> Exercise details
Would you please copy the part of the material below that opens with the line containing "decision is awaiting" and closes with the line containing "the error code"? Copy it exactly, and only it.
————
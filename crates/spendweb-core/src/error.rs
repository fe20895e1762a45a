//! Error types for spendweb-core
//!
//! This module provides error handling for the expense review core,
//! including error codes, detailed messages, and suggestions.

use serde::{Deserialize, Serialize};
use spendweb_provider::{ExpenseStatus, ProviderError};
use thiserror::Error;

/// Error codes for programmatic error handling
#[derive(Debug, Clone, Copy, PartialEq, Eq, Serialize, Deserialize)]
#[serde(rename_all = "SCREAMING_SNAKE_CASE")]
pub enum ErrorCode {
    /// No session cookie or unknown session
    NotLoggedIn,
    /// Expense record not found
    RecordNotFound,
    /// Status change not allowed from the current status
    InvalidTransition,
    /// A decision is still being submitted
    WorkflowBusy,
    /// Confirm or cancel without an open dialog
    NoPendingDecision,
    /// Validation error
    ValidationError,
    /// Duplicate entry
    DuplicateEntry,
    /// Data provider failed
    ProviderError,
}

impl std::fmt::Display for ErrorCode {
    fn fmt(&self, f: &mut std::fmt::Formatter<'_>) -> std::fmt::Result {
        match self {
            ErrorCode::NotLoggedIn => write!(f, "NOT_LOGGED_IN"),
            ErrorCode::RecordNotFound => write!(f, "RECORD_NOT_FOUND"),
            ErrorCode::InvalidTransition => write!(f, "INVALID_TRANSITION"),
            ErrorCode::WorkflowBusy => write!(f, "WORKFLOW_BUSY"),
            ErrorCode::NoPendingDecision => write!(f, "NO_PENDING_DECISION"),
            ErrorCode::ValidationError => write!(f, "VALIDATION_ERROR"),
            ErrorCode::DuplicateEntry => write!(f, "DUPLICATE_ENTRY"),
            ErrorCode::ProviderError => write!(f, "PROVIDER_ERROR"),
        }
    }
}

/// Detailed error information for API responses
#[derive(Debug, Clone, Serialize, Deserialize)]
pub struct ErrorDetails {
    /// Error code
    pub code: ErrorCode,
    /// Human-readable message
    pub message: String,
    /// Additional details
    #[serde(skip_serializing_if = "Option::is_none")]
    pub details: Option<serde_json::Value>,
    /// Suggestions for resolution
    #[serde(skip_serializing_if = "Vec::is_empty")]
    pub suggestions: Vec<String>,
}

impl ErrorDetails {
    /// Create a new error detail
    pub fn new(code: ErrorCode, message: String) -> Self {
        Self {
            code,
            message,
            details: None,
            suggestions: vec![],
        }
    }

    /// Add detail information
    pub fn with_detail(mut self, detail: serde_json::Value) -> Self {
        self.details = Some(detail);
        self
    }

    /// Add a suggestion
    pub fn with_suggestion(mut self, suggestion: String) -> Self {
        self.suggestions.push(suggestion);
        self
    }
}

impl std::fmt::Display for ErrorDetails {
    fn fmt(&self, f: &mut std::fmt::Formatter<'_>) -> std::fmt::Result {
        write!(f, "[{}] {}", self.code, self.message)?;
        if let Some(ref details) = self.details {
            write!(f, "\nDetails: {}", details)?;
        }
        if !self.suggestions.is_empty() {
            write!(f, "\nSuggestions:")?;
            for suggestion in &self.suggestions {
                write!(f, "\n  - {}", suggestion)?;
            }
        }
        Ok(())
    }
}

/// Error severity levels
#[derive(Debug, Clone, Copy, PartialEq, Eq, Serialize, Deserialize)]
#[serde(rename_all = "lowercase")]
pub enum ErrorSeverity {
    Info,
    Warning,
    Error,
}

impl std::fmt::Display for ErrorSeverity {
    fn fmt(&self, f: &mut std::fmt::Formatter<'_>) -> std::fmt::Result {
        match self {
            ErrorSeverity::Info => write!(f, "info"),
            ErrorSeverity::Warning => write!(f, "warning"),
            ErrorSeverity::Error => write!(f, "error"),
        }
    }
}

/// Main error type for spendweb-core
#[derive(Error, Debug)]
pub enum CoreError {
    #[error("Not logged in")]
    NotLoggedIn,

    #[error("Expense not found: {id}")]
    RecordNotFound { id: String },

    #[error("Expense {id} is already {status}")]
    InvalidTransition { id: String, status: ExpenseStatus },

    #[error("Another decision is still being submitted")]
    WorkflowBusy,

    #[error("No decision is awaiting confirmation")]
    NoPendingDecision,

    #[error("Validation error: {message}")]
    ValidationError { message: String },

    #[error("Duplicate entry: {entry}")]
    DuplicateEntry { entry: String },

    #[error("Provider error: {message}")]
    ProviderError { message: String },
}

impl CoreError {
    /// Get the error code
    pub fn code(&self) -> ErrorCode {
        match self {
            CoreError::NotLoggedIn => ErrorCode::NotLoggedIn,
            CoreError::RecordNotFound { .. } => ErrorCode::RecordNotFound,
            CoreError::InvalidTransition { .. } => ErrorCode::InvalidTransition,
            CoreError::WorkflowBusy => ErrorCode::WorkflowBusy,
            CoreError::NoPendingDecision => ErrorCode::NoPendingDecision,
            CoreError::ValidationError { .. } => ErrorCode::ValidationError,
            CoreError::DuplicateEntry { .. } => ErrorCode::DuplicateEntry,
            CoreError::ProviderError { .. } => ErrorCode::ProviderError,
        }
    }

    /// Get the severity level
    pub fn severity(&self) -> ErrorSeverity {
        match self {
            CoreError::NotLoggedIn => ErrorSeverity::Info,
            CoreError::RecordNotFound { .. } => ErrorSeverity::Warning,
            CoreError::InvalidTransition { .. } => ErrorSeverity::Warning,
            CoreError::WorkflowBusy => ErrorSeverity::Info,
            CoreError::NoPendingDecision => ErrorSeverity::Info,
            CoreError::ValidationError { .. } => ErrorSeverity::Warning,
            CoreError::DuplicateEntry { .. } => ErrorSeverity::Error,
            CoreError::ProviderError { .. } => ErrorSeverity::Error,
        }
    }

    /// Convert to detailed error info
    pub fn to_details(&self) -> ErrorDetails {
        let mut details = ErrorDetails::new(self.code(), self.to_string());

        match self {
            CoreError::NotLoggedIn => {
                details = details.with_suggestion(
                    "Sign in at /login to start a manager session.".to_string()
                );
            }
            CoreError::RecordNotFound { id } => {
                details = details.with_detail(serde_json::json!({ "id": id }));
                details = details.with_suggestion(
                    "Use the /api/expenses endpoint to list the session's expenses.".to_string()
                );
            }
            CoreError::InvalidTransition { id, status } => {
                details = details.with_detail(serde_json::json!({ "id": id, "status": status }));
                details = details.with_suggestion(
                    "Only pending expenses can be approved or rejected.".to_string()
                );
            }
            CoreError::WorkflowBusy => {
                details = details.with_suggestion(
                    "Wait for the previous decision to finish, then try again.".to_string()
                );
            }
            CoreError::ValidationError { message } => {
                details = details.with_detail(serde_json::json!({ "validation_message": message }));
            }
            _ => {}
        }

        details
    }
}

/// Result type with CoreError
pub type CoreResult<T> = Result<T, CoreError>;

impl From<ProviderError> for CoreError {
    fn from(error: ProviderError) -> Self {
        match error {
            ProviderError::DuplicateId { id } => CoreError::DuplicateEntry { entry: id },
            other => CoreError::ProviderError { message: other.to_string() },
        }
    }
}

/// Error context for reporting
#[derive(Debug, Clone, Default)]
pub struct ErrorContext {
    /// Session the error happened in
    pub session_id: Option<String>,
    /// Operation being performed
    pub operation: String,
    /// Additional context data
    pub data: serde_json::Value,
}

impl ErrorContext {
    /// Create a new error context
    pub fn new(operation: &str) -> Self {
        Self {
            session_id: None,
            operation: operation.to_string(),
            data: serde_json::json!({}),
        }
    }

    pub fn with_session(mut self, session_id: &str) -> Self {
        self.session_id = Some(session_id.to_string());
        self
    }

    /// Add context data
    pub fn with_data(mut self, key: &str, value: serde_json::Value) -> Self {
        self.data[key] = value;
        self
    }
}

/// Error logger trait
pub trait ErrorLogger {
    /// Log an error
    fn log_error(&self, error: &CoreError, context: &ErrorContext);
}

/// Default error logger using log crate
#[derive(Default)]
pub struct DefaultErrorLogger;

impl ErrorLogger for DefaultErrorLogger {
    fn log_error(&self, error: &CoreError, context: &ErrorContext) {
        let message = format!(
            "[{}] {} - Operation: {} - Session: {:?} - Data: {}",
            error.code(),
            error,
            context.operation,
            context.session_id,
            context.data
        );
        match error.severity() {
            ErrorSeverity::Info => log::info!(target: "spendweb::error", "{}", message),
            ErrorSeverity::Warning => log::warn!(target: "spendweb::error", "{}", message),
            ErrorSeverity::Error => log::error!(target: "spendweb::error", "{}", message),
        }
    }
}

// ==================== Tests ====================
————
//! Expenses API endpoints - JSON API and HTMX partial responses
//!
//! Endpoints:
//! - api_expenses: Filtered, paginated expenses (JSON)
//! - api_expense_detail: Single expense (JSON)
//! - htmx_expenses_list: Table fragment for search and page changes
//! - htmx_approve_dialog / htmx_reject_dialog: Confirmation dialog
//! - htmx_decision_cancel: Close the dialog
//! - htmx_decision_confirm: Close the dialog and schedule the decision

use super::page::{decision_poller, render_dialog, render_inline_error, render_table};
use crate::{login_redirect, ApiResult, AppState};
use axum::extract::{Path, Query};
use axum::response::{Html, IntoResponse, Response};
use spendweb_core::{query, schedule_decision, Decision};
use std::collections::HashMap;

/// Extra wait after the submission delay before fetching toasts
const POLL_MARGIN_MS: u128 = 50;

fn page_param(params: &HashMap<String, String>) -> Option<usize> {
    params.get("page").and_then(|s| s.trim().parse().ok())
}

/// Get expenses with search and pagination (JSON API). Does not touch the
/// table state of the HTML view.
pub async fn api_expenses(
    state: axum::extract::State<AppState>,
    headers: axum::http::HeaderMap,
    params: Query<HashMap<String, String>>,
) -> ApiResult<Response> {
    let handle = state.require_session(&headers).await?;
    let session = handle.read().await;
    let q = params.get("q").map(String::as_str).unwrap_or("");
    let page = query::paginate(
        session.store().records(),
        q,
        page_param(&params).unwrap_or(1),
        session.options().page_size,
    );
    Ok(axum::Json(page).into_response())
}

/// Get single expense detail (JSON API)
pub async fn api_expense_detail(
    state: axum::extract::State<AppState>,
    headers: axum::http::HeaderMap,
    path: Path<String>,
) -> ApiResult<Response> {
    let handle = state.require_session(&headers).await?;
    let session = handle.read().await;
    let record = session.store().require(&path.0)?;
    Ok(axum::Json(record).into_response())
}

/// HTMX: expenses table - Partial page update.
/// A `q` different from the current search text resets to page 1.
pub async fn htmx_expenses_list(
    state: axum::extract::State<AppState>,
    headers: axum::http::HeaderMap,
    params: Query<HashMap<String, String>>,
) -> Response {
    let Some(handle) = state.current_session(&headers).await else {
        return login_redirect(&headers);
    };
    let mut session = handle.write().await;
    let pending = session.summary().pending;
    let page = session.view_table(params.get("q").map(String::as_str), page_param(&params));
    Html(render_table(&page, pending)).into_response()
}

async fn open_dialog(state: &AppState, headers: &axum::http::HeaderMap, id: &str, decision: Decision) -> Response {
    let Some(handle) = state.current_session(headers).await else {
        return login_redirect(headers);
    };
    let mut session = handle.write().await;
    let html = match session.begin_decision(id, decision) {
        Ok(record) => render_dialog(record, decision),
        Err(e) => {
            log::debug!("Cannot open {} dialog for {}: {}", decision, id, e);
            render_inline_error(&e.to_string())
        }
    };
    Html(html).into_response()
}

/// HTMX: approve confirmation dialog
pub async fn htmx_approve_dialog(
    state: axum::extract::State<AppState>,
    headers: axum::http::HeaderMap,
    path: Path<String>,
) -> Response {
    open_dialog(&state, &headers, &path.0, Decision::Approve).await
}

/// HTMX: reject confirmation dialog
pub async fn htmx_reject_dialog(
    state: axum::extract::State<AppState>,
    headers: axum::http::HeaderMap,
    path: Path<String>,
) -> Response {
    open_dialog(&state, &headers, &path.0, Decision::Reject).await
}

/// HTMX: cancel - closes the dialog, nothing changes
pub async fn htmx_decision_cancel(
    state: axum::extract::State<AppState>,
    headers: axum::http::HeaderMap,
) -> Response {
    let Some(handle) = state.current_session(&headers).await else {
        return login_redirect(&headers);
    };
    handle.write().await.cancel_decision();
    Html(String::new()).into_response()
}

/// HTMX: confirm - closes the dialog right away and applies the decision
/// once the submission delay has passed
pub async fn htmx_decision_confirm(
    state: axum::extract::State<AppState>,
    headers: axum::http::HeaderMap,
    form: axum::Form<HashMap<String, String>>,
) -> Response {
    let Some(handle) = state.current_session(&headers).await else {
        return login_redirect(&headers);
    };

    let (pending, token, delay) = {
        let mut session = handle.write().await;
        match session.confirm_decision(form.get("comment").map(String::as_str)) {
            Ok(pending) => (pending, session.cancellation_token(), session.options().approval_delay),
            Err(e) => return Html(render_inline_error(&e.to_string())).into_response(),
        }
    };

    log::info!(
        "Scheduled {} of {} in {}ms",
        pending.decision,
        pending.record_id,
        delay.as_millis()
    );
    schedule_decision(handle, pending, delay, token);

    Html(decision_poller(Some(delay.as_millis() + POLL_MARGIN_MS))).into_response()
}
————
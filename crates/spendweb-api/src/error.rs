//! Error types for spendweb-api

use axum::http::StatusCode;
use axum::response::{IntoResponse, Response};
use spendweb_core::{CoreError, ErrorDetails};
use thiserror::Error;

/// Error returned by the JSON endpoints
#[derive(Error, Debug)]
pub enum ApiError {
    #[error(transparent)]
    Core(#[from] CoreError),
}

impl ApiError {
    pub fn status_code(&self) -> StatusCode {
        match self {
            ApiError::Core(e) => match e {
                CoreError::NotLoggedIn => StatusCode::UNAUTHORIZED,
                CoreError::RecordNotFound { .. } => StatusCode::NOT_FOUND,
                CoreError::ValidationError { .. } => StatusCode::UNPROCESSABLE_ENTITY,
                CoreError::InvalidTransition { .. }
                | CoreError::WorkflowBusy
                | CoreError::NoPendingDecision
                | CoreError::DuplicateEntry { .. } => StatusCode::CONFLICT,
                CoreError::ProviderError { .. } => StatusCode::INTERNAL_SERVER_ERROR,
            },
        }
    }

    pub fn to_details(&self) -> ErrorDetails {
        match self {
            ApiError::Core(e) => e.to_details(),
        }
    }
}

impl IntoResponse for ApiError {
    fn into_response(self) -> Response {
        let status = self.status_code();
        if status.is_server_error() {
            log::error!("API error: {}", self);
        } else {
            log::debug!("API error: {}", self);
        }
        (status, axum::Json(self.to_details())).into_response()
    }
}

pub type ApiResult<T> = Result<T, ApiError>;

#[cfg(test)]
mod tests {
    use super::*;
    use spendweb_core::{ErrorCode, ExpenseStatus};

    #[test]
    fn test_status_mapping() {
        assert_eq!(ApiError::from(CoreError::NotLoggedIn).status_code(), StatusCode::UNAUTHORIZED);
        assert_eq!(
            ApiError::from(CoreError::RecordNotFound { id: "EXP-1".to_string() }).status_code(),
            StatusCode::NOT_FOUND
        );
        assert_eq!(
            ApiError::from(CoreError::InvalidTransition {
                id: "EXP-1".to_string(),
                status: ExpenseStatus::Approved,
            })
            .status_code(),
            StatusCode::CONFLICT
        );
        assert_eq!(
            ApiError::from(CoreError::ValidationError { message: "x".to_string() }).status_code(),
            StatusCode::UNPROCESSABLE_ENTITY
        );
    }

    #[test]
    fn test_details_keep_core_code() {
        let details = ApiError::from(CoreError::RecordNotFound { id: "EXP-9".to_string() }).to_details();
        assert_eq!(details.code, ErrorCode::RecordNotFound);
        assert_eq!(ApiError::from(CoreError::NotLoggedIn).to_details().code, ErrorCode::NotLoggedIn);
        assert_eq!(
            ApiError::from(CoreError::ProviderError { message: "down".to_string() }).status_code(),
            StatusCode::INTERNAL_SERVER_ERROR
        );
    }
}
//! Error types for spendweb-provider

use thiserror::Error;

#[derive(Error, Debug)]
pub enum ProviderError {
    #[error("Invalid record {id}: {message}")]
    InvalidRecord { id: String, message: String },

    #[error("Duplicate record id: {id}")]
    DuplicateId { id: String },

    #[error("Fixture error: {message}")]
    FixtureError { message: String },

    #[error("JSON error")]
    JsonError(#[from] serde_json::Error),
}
————
> Exercise solution
    #[error("No decision is awaiting confirmation")]
    NoPendingDecision,

    #[error("Validation error: {message}")]
    ValidationError { message: String },

    #[error("Duplicate entry: {entry}")]
    DuplicateEntry { entry: String },

    #[error("Provider error: {message}")]
    ProviderError { message: String },
}

impl CoreError {
    /// Get the error code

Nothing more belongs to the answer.